Just a few days ago, national baseball reporter Jon Paul Morosi went on a Detroit radio station and said the Detroit Tigers rebuild is behind schedule, but Al Avila’s job probably isn’t in immediate jeopardy.
"“Do you want to say it’s a five-year plan? Well, if it’s five years, then the middle of next year you’re supposed to be good, and I’m not candidly seeing that happen yet…If you’re looking for signs…you’re a Tiger fan looking for a sign next year you can start thinking about the playoffs, I don’t believe we’ve seen that yet.” -Jon Morosi on 97.1 The Ticket"

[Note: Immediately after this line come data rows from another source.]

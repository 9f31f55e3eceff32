//! Error types for rangepick.

use thiserror::Error;

/// Errors that can occur at the edges of the picker model.
///
/// The model operations themselves never fail; these cover parsing user
/// input, seeding a selection and loading configuration.
#[derive(Error, Debug)]
pub enum PickerError {
    #[error("Invalid date: {0}")]
    InvalidDate(String),

    #[error("Invalid month: {0}")]
    InvalidMonth(String),

    #[error("Invalid selection: {0}")]
    InvalidSelection(String),

    #[error("Configuration error: {0}")]
    Config(String),

    #[error("IO error: {0}")]
    Io(#[from] std::io::Error),
}

/// Result type alias for rangepick operations.
pub type PickerResult<T> = Result<T, PickerError>;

And then earlier today CBS Sports scribe R.J. Anderson published a scathing critique of the Al Avila administration, saying the rebuild has failed:
"Avila has had nearly six years to enact his vision, almost as long as the Colorado Rockies allowed Jeff Bridich before he resigned in April. At some point, likely in the near future, someone will have to answer for the Tigers’ failure to launch; that someone tends to be the general manager."
Anderson’s article allowed him to expound more than Morosi, with ugly details about Detroit’s inability to acquire and develop talent, but both men are making the same argument: this isn’t going to work.

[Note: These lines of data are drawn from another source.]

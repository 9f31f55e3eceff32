use anyhow::Result;
use owo_colors::OwoColorize;
use rangepick_core::config::PickerConfig;

pub fn run() -> Result<()> {
    let config_path = PickerConfig::config_path()?;

    if !config_path.exists() {
        PickerConfig::create_default_config(&config_path)?;
        println!("{} {}", "Created".green(), config_path.display());
        println!();
    }

    let config = PickerConfig::load()?;

    println!("{}", "Paths".bold());
    println!("  Config:       {}", config_path.display());
    println!();
    println!("{}", "Settings".bold());
    println!("  Week start:   {}", config.week_start);
    println!("  Grid layout:  {}", config.grid_layout);
    println!(
        "  Month names:  {}",
        if config.month_names.is_some() {
            "custom"
        } else {
            "English"
        }
    );

    Ok(())
}
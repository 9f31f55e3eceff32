use std::io::{self, Stdout, Write};
use std::panic;

use anyhow::Result;
use crossterm::{
    event::{DisableMouseCapture, EnableMouseCapture},
    execute,
    terminal::{EnterAlternateScreen, LeaveAlternateScreen, disable_raw_mode, enable_raw_mode},
};
use ratatui::{Terminal, backend::CrosstermBackend};

pub type Tui = Terminal<CrosstermBackend<Stdout>>;

/// Raw mode, alternate screen and mouse reporting. Raw mode is switched back
/// off if the rest of the setup fails.
pub fn setup_terminal() -> Result<Tui> {
    enable_raw_mode()?;

    match enter_screen(io::stdout()) {
        Ok(terminal) => Ok(terminal),
        Err(e) => {
            let _ = leave_screen(&mut io::stdout());
            let _ = disable_raw_mode();
            Err(e.into())
        }
    }
}

pub fn restore_terminal(terminal: &mut Tui) -> Result<()> {
    disable_raw_mode()?;
    leave_screen(terminal.backend_mut())?;
    terminal.show_cursor()?;
    Ok(())
}

/// Restore the terminal before the default panic message is printed, so a
/// panic inside the picker does not leave the shell in raw mode.
pub fn install_panic_hook() {
    let original = panic::take_hook();
    panic::set_hook(Box::new(move |info| {
        let _ = disable_raw_mode();
        let _ = leave_screen(&mut io::stdout());
        original(info);
    }));
}

fn enter_screen(mut stdout: Stdout) -> io::Result<Tui> {
    execute!(stdout, EnterAlternateScreen, EnableMouseCapture)?;
    Terminal::new(CrosstermBackend::new(stdout))
}

fn leave_screen<W: Write>(out: &mut W) -> io::Result<()> {
    execute!(out, LeaveAlternateScreen, DisableMouseCapture)
}

#[cfg(test)]
mod tests {
    use super::*;

    #[test]
    fn test_leave_screen_exits_alternate_screen() {
        let mut out = Vec::new();
        leave_screen(&mut out).unwrap();

        let written = String::from_utf8(out).unwrap();
        assert!(written.contains("\x1b[?1049l"), "wrote {:?}", written);
    }
}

A few passages in Anderson’s piece should be of particular concern to Detroit Tigers fans, as they seem to reinforce some of the most common complaints about Al Avila’s tenure:
"You could blame the Tigers’ amateur scouting department for not finding good prospects past the first round, but talent evaluators with other teams expressed concerns to CBS Sports about Detroit’s player development arm."

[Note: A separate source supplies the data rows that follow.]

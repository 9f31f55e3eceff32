//! Calendar dates without a time of day.

use std::fmt;
use std::str::FromStr;

use chrono::{Datelike, NaiveDate};
use serde::{Deserialize, Serialize};

use crate::error::{PickerError, PickerResult};

/// A (year, month, day) value compared only by calendar identity.
///
/// Serialized as `YYYY-MM-DD`.
#[derive(Debug, Clone, Copy, PartialEq, Eq, PartialOrd, Ord, Hash, Serialize, Deserialize)]
#[serde(transparent)]
pub struct CalendarDate(NaiveDate);

impl CalendarDate {
    /// Build a date, rejecting days that don't exist (e.g. 2023-02-29).
    pub fn new(year: i32, month: u32, day: u32) -> PickerResult<Self> {
        NaiveDate::from_ymd_opt(year, month, day)
            .map(CalendarDate)
            .ok_or_else(|| {
                PickerError::InvalidDate(format!("{:04}-{:02}-{:02} does not exist", year, month, day))
            })
    }

    pub fn from_naive(date: NaiveDate) -> Self {
        CalendarDate(date)
    }

    pub fn naive(&self) -> NaiveDate {
        self.0
    }

    pub fn year(&self) -> i32 {
        self.0.year()
    }

    /// Month number, 1-12.
    pub fn month(&self) -> u32 {
        self.0.month()
    }

    pub fn day(&self) -> u32 {
        self.0.day()
    }

    /// Inclusive number of days from `self` to `other` (1 when equal).
    pub fn days_through(&self, other: &CalendarDate) -> i64 {
        (other.0 - self.0).num_days().abs() + 1
    }
}

impl FromStr for CalendarDate {
    type Err = PickerError;

    /// Parse `YYYY-MM-DD`.
    fn from_str(s: &str) -> Result<Self, Self::Err> {
        NaiveDate::parse_from_str(s.trim(), "%Y-%m-%d")
            .map(CalendarDate)
            .map_err(|_| PickerError::InvalidDate(format!("'{}'. Expected YYYY-MM-DD", s)))
    }
}

impl From<NaiveDate> for CalendarDate {
    fn from(date: NaiveDate) -> Self {
        CalendarDate(date)
    }
}

impl fmt::Display for CalendarDate {
    fn fmt(&self, f: &mut fmt::Formatter<'_>) -> fmt::Result {
        write!(f, "{}", self.0.format("%Y-%m-%d"))
    }
}

#[cfg(test)]
mod tests {
    use super::*;

    #[test]
    fn test_new_rejects_nonexistent_day() {
        assert!(CalendarDate::new(2023, 2, 29).is_err());
        assert!(CalendarDate::new(2024, 2, 29).is_ok());
        assert!(CalendarDate::new(2024, 13, 1).is_err());
    }

    #[test]
    fn test_ordering_is_calendar_order() {
        let a = CalendarDate::new(2024, 1, 31).unwrap();
        let b = CalendarDate::new(2024, 2, 1).unwrap();
        assert!(a < b);
        assert_eq!(a, CalendarDate::new(2024, 1, 31).unwrap());
    }

    #[test]
    fn test_parse_and_display() {
        let date: CalendarDate = "2024-02-05".parse().unwrap();
        assert_eq!(date.year(), 2024);
        assert_eq!(date.month(), 2);
        assert_eq!(date.day(), 5);
        assert_eq!(date.to_string(), "2024-02-05");
        assert!("2024/02/05".parse::<CalendarDate>().is_err());
    }

    #[test]
    fn test_serializes_as_iso_string() {
        let date = CalendarDate::new(2024, 3, 9).unwrap();
        assert_eq!(serde_json::to_string(&date).unwrap(), "\"2024-03-09\"");
    }

    #[test]
    fn test_days_through_is_inclusive() {
        let start = CalendarDate::new(2024, 2, 5).unwrap();
        let end = CalendarDate::new(2024, 2, 10).unwrap();
        assert_eq!(start.days_through(&end), 6);
        assert_eq!(start.days_through(&start), 1);
    }
}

"Every team misses on moves, but once a pattern of constant underperformance emerges, it becomes hard to shake the feeling that something is wrong on a systemic level.That last part is pivotal, and explains why officials with other clubs openly wondered to CBS Sports about how much longer the Tigers can stick with Avila."
These critiques aren’t new to us at Motor City Bengals, because we’ve made most of them ourselves. We looked at the disastrous results of the Justin Verlander and J.D. Martinez trades, explained how other teams have improved faster than the Tigers, and taken a deep look at their draft results under Avila.
"Tigers fans may be looking at the most top-heavy farm system of all time. Since 2000 there have been 24 instances of a team landing 5 prospects inside the top-50 on a Baseball America or MLB Pipeline list, and the 2021 Detroit Tigers are the first of those teams with no other prospects inside the top 100."
"If there’s one persistent misconception about the Detroit Tigers, it’s that their farm system is “loaded with arms.” Yes, a plurality of their top prospects (or young big leaguers) are pitchers, but once you get past the top four names, the system is surprisingly barren."
It’s not shocking that a blog hyper-focused on one team would uncover these sorts of issues. But national writers suddenly shining a light on them means Al Avila may actually be in trouble.
The Detroit Tigers have played well over the past week, but they still own the worst record and worst run differential in all of baseball. Casey Mize and Tarik Skubal have shown impressive flashes, but neither looks poised to make a huge difference any time soon.
The team’s top position prospects are at least a year away from making real contributions, and secondary prospects like Willi Castro, Isaac Paredes, and Daz Cameron are still huge question marks.
It’s hard to envision an on-field scenario that saves Al Avila. The team is exactly where it was four years ago. But Avila’s saving grace may be Detroit Tigers owner Christopher Ilitch, who is either extraordinarily patient, truly indifferent about the Tigers, or in denial about the reality in front of him.
None of those options make Detroit Tigers fans feel better.